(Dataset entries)

▼

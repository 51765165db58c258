//! Captured frame container.
//!
//! - `Frame`: one RGB24 image produced by a `FrameSource`, owned by the main loop for
//!   exactly one iteration.
//!
//! Every source normalizes its device layout to RGB24 before constructing a `Frame`, so
//! detectors and renderers never see BGR or planar data.

use anyhow::{anyhow, Context, Result};
use image::{ImageFormat, RgbImage};
use std::io::{BufWriter, Seek, Write};
use std::path::Path;

/// Bytes per pixel for the normalized layout.
pub const RGB_CHANNELS: usize = 3;

// ----------------------------------------------------------------------------
// Frame
// ----------------------------------------------------------------------------

/// One captured RGB24 frame.
pub struct Frame {
    image: RgbImage,

    /// Per-source capture counter, starting at 1.
    pub sequence: u64,
}

impl Frame {
    /// Build a frame from packed RGB24 bytes (row-major, no padding).
    pub fn from_rgb(width: u32, height: u32, data: Vec<u8>, sequence: u64) -> Result<Self> {
        let expected = rgb_len(width, height)?;
        if data.len() != expected {
            return Err(anyhow!(
                "RGB frame length mismatch: expected {} bytes for {}x{}, got {}",
                expected,
                width,
                height,
                data.len()
            ));
        }
        let image = RgbImage::from_raw(width, height, data)
            .ok_or_else(|| anyhow!("RGB frame buffer rejected for {}x{}", width, height))?;
        Ok(Self::from_image(image, sequence))
    }

    /// Wrap an already-decoded image.
    pub fn from_image(image: RgbImage, sequence: u64) -> Self {
        Self { image, sequence }
    }

    pub fn width(&self) -> u32 {
        self.image.width()
    }

    pub fn height(&self) -> u32 {
        self.image.height()
    }

    /// Packed RGB24 bytes.
    pub fn as_bytes(&self) -> &[u8] {
        self.image.as_raw()
    }

    pub fn image(&self) -> &RgbImage {
        &self.image
    }

    /// Mutable access for in-place annotation.
    pub fn image_mut(&mut self) -> &mut RgbImage {
        &mut self.image
    }

    /// RGB value at `(x, y)`, or `None` outside the frame.
    pub fn pixel(&self, x: u32, y: u32) -> Option<[u8; 3]> {
        self.image.get_pixel_checked(x, y).map(|p| p.0)
    }

    /// Encode the frame as PNG into `writer`.
    pub fn write_png<W: Write + Seek>(&self, writer: &mut W) -> Result<()> {
        let mut buffered = BufWriter::new(writer);
        self.image
            .write_to(&mut buffered, ImageFormat::Png)
            .context("encode frame as PNG")?;
        buffered.flush().context("flush PNG frame")?;
        Ok(())
    }

    /// Save the frame as a PNG file at `path`.
    pub fn save_png(&self, path: &Path) -> Result<()> {
        self.image
            .save_with_format(path, ImageFormat::Png)
            .with_context(|| format!("save frame to {}", path.display()))
    }
}

/// Byte length of a packed RGB24 buffer, checked for overflow.
pub fn rgb_len(width: u32, height: u32) -> Result<usize> {
    (width as usize)
        .checked_mul(height as usize)
        .and_then(|v| v.checked_mul(RGB_CHANNELS))
        .ok_or_else(|| anyhow!("frame dimensions overflow"))
}

// ----------------------------------------------------------------------------
// Tests
// ----------------------------------------------------------------------------

#[cfg(test)]
mod tests {
    use super::*;
    use std::io::Cursor;

    #[test]
    fn frame_rejects_short_buffer() {
        let err = Frame::from_rgb(4, 4, vec![0u8; 10], 1).err().expect("length error");
        assert!(err.to_string().contains("length mismatch"));
    }

    #[test]
    fn frame_exposes_pixels() -> Result<()> {
        let mut data = vec![0u8; rgb_len(2, 2)?];
        data[3..6].copy_from_slice(&[1, 2, 3]);
        let frame = Frame::from_rgb(2, 2, data, 7)?;

        assert_eq!(frame.width(), 2);
        assert_eq!(frame.height(), 2);
        assert_eq!(frame.sequence, 7);
        assert_eq!(frame.pixel(1, 0), Some([1, 2, 3]));
        assert_eq!(frame.pixel(2, 0), None);
        Ok(())
    }

    #[test]
    fn png_encoding_decodes_to_same_pixels() -> Result<()> {
        let data: Vec<u8> = (0..rgb_len(3, 2)?).map(|i| i as u8 * 10).collect();
        let frame = Frame::from_rgb(3, 2, data.clone(), 1)?;

        let mut out = Cursor::new(Vec::new());
        frame.write_png(&mut out)?;

        let decoded = image::load_from_memory_with_format(out.get_ref(), ImageFormat::Png)?
            .to_rgb8();
        assert_eq!(decoded.as_raw(), &data);
        Ok(())
    }
}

▲

# [WORK ORDER]
Using the entries above, give back exactly the line containing "assert_eq!(frame.pixel(2, 0), None);", the line containing "frame.write_png(&mut out)?;", and every line between them, and nothing else.

# [WRITTEN ANSWER]
        assert_eq!(frame.pixel(2, 0), None);
        Ok(())
    }

    #[test]
    fn png_encoding_decodes_to_same_pixels() -> Result<()> {
        let data: Vec<u8> = (0..rgb_len(3, 2)?).map(|i| i as u8 * 10).collect();
        let frame = Frame::from_rgb(3, 2, data.clone(), 1)?;

        let mut out = Cursor::new(Vec::new());
        frame.write_png(&mut out)?;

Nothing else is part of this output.